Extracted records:
=-=-=-=-=
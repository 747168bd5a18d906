use axum::{extract::State, http::StatusCode, response::IntoResponse, Json};
use serde_json::{json, Value};

use crate::app::AppState;

/// GET / - service description
pub async fn root() -> Json<Value> {
    let version = env!("CARGO_PKG_VERSION");

    Json(json!({
        "success": true,
        "data": {
            "name": "QR Verify API",
            "version": version,
            "description": "Issue QR-coded inspection certificates and verify them publicly",
            "endpoints": {
                "home": "/ (public)",
                "health": "/health (public)",
                "public_auth": "/auth/login, /auth/register, /auth/password/reset, /auth/password/update (public)",
                "verify": "/verify/:id (public HTML), /api/verify/:id (public JSON)",
                "auth": "/api/auth/whoami, /api/auth/session[/refresh] (protected)",
                "qr_codes": "/api/qr-codes[/:id[/qr.png|/toggle]] (protected)",
                "dashboard": "/api/dashboard[/stats] (protected)",
                "verifications": "/api/verifications[/export] (protected)",
            }
        }
    }))
}

/// GET /health - store connectivity probe
pub async fn health(State(state): State<AppState>) -> impl IntoResponse {
    let now = chrono::Utc::now();

    match state.store.health_check().await {
        Ok(_) => (
            StatusCode::OK,
            Json(json!({
                "success": true,
                "data": {
                    "status": "ok",
                    "timestamp": now,
                    "database": "ok"
                }
            })),
        ),
        Err(e) => {
            tracing::error!("Health check failed: {}", e);
            (
                StatusCode::SERVICE_UNAVAILABLE,
                Json(json!({
                    "error": true,
                    "message": "Database unavailable",
                    "code": "SERVICE_UNAVAILABLE",
                    "data": {
                        "status": "degraded",
                        "timestamp": now
                    }
                })),
            )
        }
    }
}
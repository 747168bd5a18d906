use once_cell::sync::Lazy;
use serde::{Deserialize, Serialize};
use std::env;

const MAX_JWT_EXPIRY_HOURS: u64 = 24 * 365;
const MAX_RESET_TOKEN_TTL_MINUTES: i64 = 7 * 24 * 60;

#[derive(Debug, Clone, Serialize, Deserialize)]
pub struct AppConfig {
    pub environment: Environment,
    pub server: ServerConfig,
    pub database: DatabaseConfig,
    pub security: SecurityConfig,
    pub qr: QrConfig,
    pub dashboard: DashboardConfig,
    pub verification: VerificationConfig,
}

#[derive(Debug, Clone, Copy, PartialEq, Eq, Serialize, Deserialize)]
pub enum Environment {
    Development,
    Staging,
    Production,
}

#[derive(Debug, Clone, Copy, PartialEq, Eq, Serialize, Deserialize)]
pub enum StoreBackend {
    Postgres,
    Memory,
}

#[derive(Debug, Clone, Serialize, Deserialize)]
pub struct ServerConfig {
    pub host: String,
    pub port: u16,
    /// Scheme and host used for verification URLs; derived from the request when unset
    pub public_origin: Option<String>,
}

#[derive(Debug, Clone, Serialize, Deserialize)]
pub struct DatabaseConfig {
    pub backend: StoreBackend,
    pub max_connections: u32,
    pub connection_timeout: u64,
    pub run_migrations: bool,
}

#[derive(Debug, Clone, Serialize, Deserialize)]
pub struct SecurityConfig {
    #[serde(skip_serializing)]
    pub jwt_secret: String,
    pub jwt_expiry_hours: u64,
    pub enable_cors: bool,
    pub cors_origins: Vec<String>,
    pub reset_token_ttl_minutes: i64,
    pub expose_reset_tokens: bool,
    pub min_password_length: usize,
    pub password_hash_cost: u32,
}

#[derive(Debug, Clone, Serialize, Deserialize)]
pub struct QrConfig {
    /// Target image width in pixels
    pub size: u32,
    /// Quiet zone in modules
    pub margin: u32,
    pub dark_color: String,
    pub light_color: String,
}

#[derive(Debug, Clone, Serialize, Deserialize)]
pub struct DashboardConfig {
    pub recent_limit: i64,
    pub max_limit: i64,
}

#[derive(Debug, Clone, Serialize, Deserialize)]
pub struct VerificationConfig {
    pub issuer_name: String,
}

impl AppConfig {
    pub fn from_env() -> Self {
        let environment = match env::var("APP_ENV").as_deref() {
            Ok("production") | Ok("prod") => Environment::Production,
            Ok("staging") | Ok("stage") => Environment::Staging,
            _ => Environment::Development,
        };

        // Set defaults based on environment, then override with specific env vars
        match environment {
            Environment::Production => Self::production(),
            Environment::Staging => Self::staging(),
            Environment::Development => Self::development(),
        }
        .with_env_overrides()
    }

    fn with_env_overrides(mut self) -> Self {
        // Server overrides
        if let Ok(v) = env::var("SERVER_HOST") {
            self.server.host = v;
        }
        if let Some(port) = env::var("QRVERIFY_PORT")
            .ok()
            .or_else(|| env::var("PORT").ok())
            .and_then(|s| s.parse::<u16>().ok())
        {
            self.server.port = port;
        }
        if let Ok(v) = env::var("PUBLIC_ORIGIN") {
            let trimmed = v.trim().trim_end_matches('/').to_string();
            self.server.public_origin = if trimmed.is_empty() { None } else { Some(trimmed) };
        }

        // Database overrides
        if let Ok(v) = env::var("DATABASE_BACKEND") {
            self.database.backend = match v.to_ascii_lowercase().as_str() {
                "memory" | "mem" => StoreBackend::Memory,
                _ => StoreBackend::Postgres,
            };
        }
        if let Ok(v) = env::var("DATABASE_MAX_CONNECTIONS") {
            self.database.max_connections = v.parse().unwrap_or(self.database.max_connections);
        }
        if let Ok(v) = env::var("DATABASE_CONNECTION_TIMEOUT") {
            self.database.connection_timeout = v.parse().unwrap_or(self.database.connection_timeout);
        }
        if let Ok(v) = env::var("DATABASE_RUN_MIGRATIONS") {
            self.database.run_migrations = v.parse().unwrap_or(self.database.run_migrations);
        }

        // Security overrides
        if let Ok(v) = env::var("JWT_SECRET") {
            self.security.jwt_secret = v;
        }
        if let Ok(v) = env::var("SECURITY_JWT_EXPIRY_HOURS") {
            self.security.jwt_expiry_hours = v.parse().unwrap_or(self.security.jwt_expiry_hours);
        }
        if let Ok(v) = env::var("SECURITY_ENABLE_CORS") {
            self.security.enable_cors = v.parse().unwrap_or(self.security.enable_cors);
        }
        if let Ok(v) = env::var("SECURITY_CORS_ORIGINS") {
            self.security.cors_origins = v.split(',').map(|s| s.trim().to_string()).collect();
        }
        if let Ok(v) = env::var("SECURITY_RESET_TOKEN_TTL_MINUTES") {
            self.security.reset_token_ttl_minutes = v.parse().unwrap_or(self.security.reset_token_ttl_minutes);
        }
        if let Ok(v) = env::var("SECURITY_EXPOSE_RESET_TOKENS") {
            self.security.expose_reset_tokens = v.parse().unwrap_or(self.security.expose_reset_tokens);
        }
        if let Ok(v) = env::var("SECURITY_PASSWORD_HASH_COST") {
            self.security.password_hash_cost = v.parse().unwrap_or(self.security.password_hash_cost);
        }
        if let Ok(v) = env::var("SECURITY_MIN_PASSWORD_LENGTH") {
            self.security.min_password_length = v.parse().unwrap_or(self.security.min_password_length);
        }

        // QR overrides
        if let Ok(v) = env::var("QR_SIZE") {
            self.qr.size = v.parse().unwrap_or(self.qr.size);
        }
        if let Ok(v) = env::var("QR_MARGIN") {
            self.qr.margin = v.parse().unwrap_or(self.qr.margin);
        }
        if let Ok(v) = env::var("QR_DARK_COLOR") {
            self.qr.dark_color = v;
        }
        if let Ok(v) = env::var("QR_LIGHT_COLOR") {
            self.qr.light_color = v;
        }

        // Dashboard overrides
        if let Ok(v) = env::var("DASHBOARD_RECENT_LIMIT") {
            self.dashboard.recent_limit = v.parse().unwrap_or(self.dashboard.recent_limit);
        }
        if let Ok(v) = env::var("DASHBOARD_MAX_LIMIT") {
            self.dashboard.max_limit = v.parse().unwrap_or(self.dashboard.max_limit);
        }

        if let Ok(v) = env::var("VERIFICATION_ISSUER_NAME") {
            self.verification.issuer_name = v;
        }

        self
    }

    /// Checks that must hold before the server accepts traffic
    pub fn validate(&self) -> Result<(), String> {
        if self.security.jwt_secret.is_empty() {
            return Err("JWT_SECRET must be set".to_string());
        }
        if self.environment == Environment::Production && self.security.expose_reset_tokens {
            return Err("SECURITY_EXPOSE_RESET_TOKENS cannot be enabled in production".to_string());
        }
        if !(1..=MAX_JWT_EXPIRY_HOURS).contains(&self.security.jwt_expiry_hours) {
            return Err(format!("SECURITY_JWT_EXPIRY_HOURS must be between 1 and {}", MAX_JWT_EXPIRY_HOURS));
        }
        if !(1..=MAX_RESET_TOKEN_TTL_MINUTES).contains(&self.security.reset_token_ttl_minutes) {
            return Err(format!(
                "SECURITY_RESET_TOKEN_TTL_MINUTES must be between 1 and {}",
                MAX_RESET_TOKEN_TTL_MINUTES
            ));
        }
        if self.qr.size == 0 {
            return Err("QR_SIZE must be greater than zero".to_string());
        }
        Ok(())
    }

    pub fn development() -> Self {
        Self {
            environment: Environment::Development,
            server: ServerConfig {
                host: "0.0.0.0".to_string(),
                port: 3000,
                public_origin: None,
            },
            database: DatabaseConfig {
                backend: StoreBackend::Postgres,
                max_connections: 10,
                connection_timeout: 30,
                run_migrations: true,
            },
            security: SecurityConfig {
                jwt_secret: "development-secret-change-me".to_string(),
                jwt_expiry_hours: 24 * 7, // 1 week
                enable_cors: true,
                cors_origins: vec!["http://localhost:3000".to_string(), "http://localhost:5173".to_string()],
                reset_token_ttl_minutes: 60,
                expose_reset_tokens: true,
                min_password_length: 6,
                password_hash_cost: 10,
            },
            qr: QrConfig::default(),
            dashboard: DashboardConfig {
                recent_limit: 50,
                max_limit: 500,
            },
            verification: VerificationConfig::default(),
        }
    }

    fn staging() -> Self {
        Self {
            environment: Environment::Staging,
            server: ServerConfig {
                host: "0.0.0.0".to_string(),
                port: 3000,
                public_origin: None,
            },
            database: DatabaseConfig {
                backend: StoreBackend::Postgres,
                max_connections: 20,
                connection_timeout: 10,
                run_migrations: true,
            },
            security: SecurityConfig {
                jwt_secret: String::new(),
                jwt_expiry_hours: 24,
                enable_cors: true,
                cors_origins: vec!["https://staging.example.com".to_string()],
                reset_token_ttl_minutes: 60,
                expose_reset_tokens: false,
                min_password_length: 8,
                password_hash_cost: 12,
            },
            qr: QrConfig::default(),
            dashboard: DashboardConfig {
                recent_limit: 50,
                max_limit: 500,
            },
            verification: VerificationConfig::default(),
        }
    }

    fn production() -> Self {
        Self {
            environment: Environment::Production,
            server: ServerConfig {
                host: "0.0.0.0".to_string(),
                port: 3000,
                public_origin: None,
            },
            database: DatabaseConfig {
                backend: StoreBackend::Postgres,
                max_connections: 50,
                connection_timeout: 5,
                run_migrations: false,
            },
            security: SecurityConfig {
                jwt_secret: String::new(),
                jwt_expiry_hours: 12,
                enable_cors: true,
                cors_origins: vec!["https://app.example.com".to_string()],
                reset_token_ttl_minutes: 30,
                expose_reset_tokens: false,
                min_password_length: 8,
                password_hash_cost: 12,
            },
            qr: QrConfig::default(),
            dashboard: DashboardConfig {
                recent_limit: 50,
                max_limit: 200,
            },
            verification: VerificationConfig::default(),
        }
    }
}

impl Default for QrConfig {
    fn default() -> Self {
        Self {
            size: 300,
            margin: 2,
            dark_color: "#000000".to_string(),
            light_color: "#FFFFFF".to_string(),
        }
    }
}

impl Default for VerificationConfig {
    fn default() -> Self {
        Self {
            issuer_name: "PT TRIYASA PIRSA UTAMA".to_string(),
        }
    }
}

// Global singleton config - initialized once at startup
pub static CONFIG: Lazy<AppConfig> = Lazy::new(AppConfig::from_env);

// Convenience function for accessing config
pub fn config() -> &'static AppConfig {
    &CONFIG
}
use clap::Subcommand;
use serde_json::json;
use std::path::PathBuf;
use uuid::Uuid;

use crate::cli::utils::{open_store, output_success};
use crate::cli::OutputFormat;
use crate::services::{CertificateService, DashboardService};

#[derive(Subcommand)]
pub enum QrCommands {
    #[command(about = "Write a certificate's QR image as PNG")]
    Render {
        #[arg(help = "Certificate id")]
        id: Uuid,
        #[arg(long, short, help = "PNG file to write")]
        output: PathBuf,
        #[arg(long, help = "Origin for codes without a stored image, e.g. https://verify.example.com")]
        origin: Option<String>,
    },

    #[command(about = "Activate or deactivate a certificate")]
    Toggle {
        #[arg(help = "Certificate id")]
        id: Uuid,
    },
}

pub async fn handle(cmd: QrCommands, output_format: OutputFormat) -> anyhow::Result<()> {
    let (config, store) = open_store().await?;

    match cmd {
        QrCommands::Render { id, output, origin } => {
            let origin = origin
                .or_else(|| config.server.public_origin.clone())
                .unwrap_or_else(|| format!("http://localhost:{}", config.server.port));
            let service = CertificateService::new(store, std::sync::Arc::new(config));
            let (qr_code, png) = service.image_png(id, &origin).await?;
            tokio::fs::write(&output, &png).await?;

            output_success(
                &output_format,
                &format!("Wrote QR for '{}' to {}", qr_code.title, output.display()),
                Some(json!({ "id": id, "path": output.display().to_string(), "bytes": png.len() })),
            )
        }
        QrCommands::Toggle { id } => {
            let result = DashboardService::new(store, config.dashboard).toggle(id).await?;
            let state = if result.is_active { "active" } else { "inactive" };

            output_success(
                &output_format,
                &format!("QR code {} is now {}", id, state),
                Some(json!({ "id": result.id, "is_active": result.is_active })),
            )
        }
    }
}
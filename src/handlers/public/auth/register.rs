// handlers/public/auth/register.rs - POST /auth/register handler

use axum::{
    extract::{rejection::JsonRejection, State},
    Json,
};

use super::CredentialsRequest;
use crate::app::AppState;
use crate::database::models::User;
use crate::middleware::{ApiResponse, ApiResult};

/// POST /auth/register - Create an account
///
/// 201 with the new user, 400 with `field_errors` for a malformed email or
/// short password, 409 when the email is taken.
pub async fn register_post(
    State(state): State<AppState>,
    payload: Result<Json<CredentialsRequest>, JsonRejection>,
) -> ApiResult<User> {
    let Json(body) = payload?;
    let user = state.auth().register(&body.email, &body.password).await?;
    Ok(ApiResponse::created(user))
}
mod common;

use anyhow::Result;
use axum::http::{header, Method, StatusCode};

use common::TestApp;
use qrverify_api::store::Store;

#[tokio::test]
async fn stats_reflect_codes_and_scans() -> Result<()> {
    let app = TestApp::new();
    let token = app.login_as("ops@example.com").await?;
    let a = app.create_certificate(&token, "A").await?;
    let b = app.create_certificate(&token, "B").await?;

    app.get(&format!("/verify/{}", a), None).await?;
    app.get(&format!("/verify/{}", a), None).await?;
    app.call(Method::POST, &format!("/api/qr-codes/{}/toggle", b), Some(&token), None)
        .await?;

    let res = app.get("/api/dashboard/stats", Some(&token)).await?;
    assert_eq!(res.status, StatusCode::OK);
    let stats = &res.json()["data"];
    assert_eq!(stats["total_qr_codes"], 2);
    assert_eq!(stats["active_qr_codes"], 1);
    assert_eq!(stats["total_verifications"], 2);
    assert_eq!(stats["today_verifications"], 2);

    let res = app.get("/api/qr-codes", Some(&token)).await?;
    let rows = res.json()["data"].as_array().unwrap().clone();
    let count_for = |id: &str| {
        rows.iter()
            .find(|r| r["id"] == id)
            .map(|r| r["verification_count"].as_i64().unwrap())
            .unwrap()
    };
    assert_eq!(count_for(&a), 2);
    assert_eq!(count_for(&b), 0);
    Ok(())
}

#[tokio::test]
async fn toggle_flips_exactly_the_target() -> Result<()> {
    let app = TestApp::new();
    let token = app.login_as("ops@example.com").await?;
    let ids = [
        app.create_certificate(&token, "A").await?,
        app.create_certificate(&token, "B").await?,
        app.create_certificate(&token, "C").await?,
    ];

    let res = app
        .call(Method::POST, &format!("/api/qr-codes/{}/toggle", ids[1]), Some(&token), None)
        .await?;
    assert_eq!(res.status, StatusCode::OK);
    assert_eq!(res.json()["data"]["id"], ids[1].as_str());
    assert_eq!(res.json()["data"]["is_active"], false);

    for (i, id) in ids.iter().enumerate() {
        let res = app.get(&format!("/api/qr-codes/{}", id), Some(&token)).await?;
        assert_eq!(res.json()["data"]["is_active"], i != 1, "{}", id);
    }

    let res = app
        .call(
            Method::POST,
            "/api/qr-codes/00000000-0000-0000-0000-000000000000/toggle",
            Some(&token),
            None,
        )
        .await?;
    assert_eq!(res.status, StatusCode::NOT_FOUND);
    Ok(())
}

#[tokio::test]
async fn csv_export_has_one_line_per_verification() -> Result<()> {
    let app = TestApp::new();
    let token = app.login_as("ops@example.com").await?;
    let a = app.create_certificate(&token, "Coal, grade A").await?;
    let b = app.create_certificate(&token, "B").await?;
    for id in [&a, &a, &b, &a, &b] {
        app.get(&format!("/verify/{}", id), None).await?;
    }

    let res = app.get("/api/verifications/export", Some(&token)).await?;
    assert_eq!(res.status, StatusCode::OK);
    assert!(res.header(header::CONTENT_TYPE).starts_with("text/csv"));
    assert!(res
        .header(header::CONTENT_DISPOSITION)
        .starts_with("attachment; filename=\"verifications-"));

    let csv = res.text();
    let lines: Vec<&str> = csv.lines().collect();
    assert_eq!(lines[0], "Date,QR Title,Client Name,IP Address,Status");
    assert_eq!(lines.len() - 1, app.store.count_verifications().await? as usize);
    assert_eq!(lines.len() - 1, 5);
    assert!(csv.contains("\"Coal, grade A\""));
    Ok(())
}

#[tokio::test]
async fn recent_verifications_and_overview() -> Result<()> {
    let app = TestApp::new();
    let token = app.login_as("ops@example.com").await?;
    let a = app.create_certificate(&token, "A").await?;
    for _ in 0..4 {
        app.get(&format!("/verify/{}", a), None).await?;
    }

    let res = app.get("/api/verifications?limit=2", Some(&token)).await?;
    assert_eq!(res.status, StatusCode::OK);
    let rows = res.json()["data"].as_array().unwrap().clone();
    assert_eq!(rows.len(), 2);
    assert_eq!(rows[0]["qr_title"], "A");
    assert_eq!(rows[0]["qr_client_name"], "PT. Client");

    let res = app.get("/api/verifications", Some(&token)).await?;
    assert_eq!(res.json()["data"].as_array().unwrap().len(), 4);

    let res = app.get("/api/dashboard", Some(&token)).await?;
    assert_eq!(res.status, StatusCode::OK);
    let data = &res.json()["data"];
    assert_eq!(data["stats"]["total_verifications"], 4);
    assert_eq!(data["qr_codes"].as_array().unwrap().len(), 1);
    assert_eq!(data["verifications"].as_array().unwrap().len(), 4);
    Ok(())
}
// handlers/public/mod.rs - Public handlers (no authentication required)
//
// Token acquisition, password reset, the certificate verification page and
// service probes. Paths are listed in `middleware::auth::PUBLIC_ROUTES`.

pub mod auth;
pub mod system;
pub mod verify;

pub use system::{health, root};
pub mod api;
pub mod app;
pub mod auth;
pub mod cli;
pub mod config;
pub mod database;
pub mod error;
pub mod handlers;
pub mod middleware;
pub mod qr;
pub mod services;
pub mod store;

pub use app::{app, AppState};
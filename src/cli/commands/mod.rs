pub mod export;
pub mod migrate;
pub mod qr;
pub mod stats;
pub mod user;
=-=-=-=-=
» **What you need to do**: From the records above, return each line that has the string "payload".

» **Result**:
    payload: Result<Json<CredentialsRequest>, JsonRejection>,
    let Json(body) = payload?;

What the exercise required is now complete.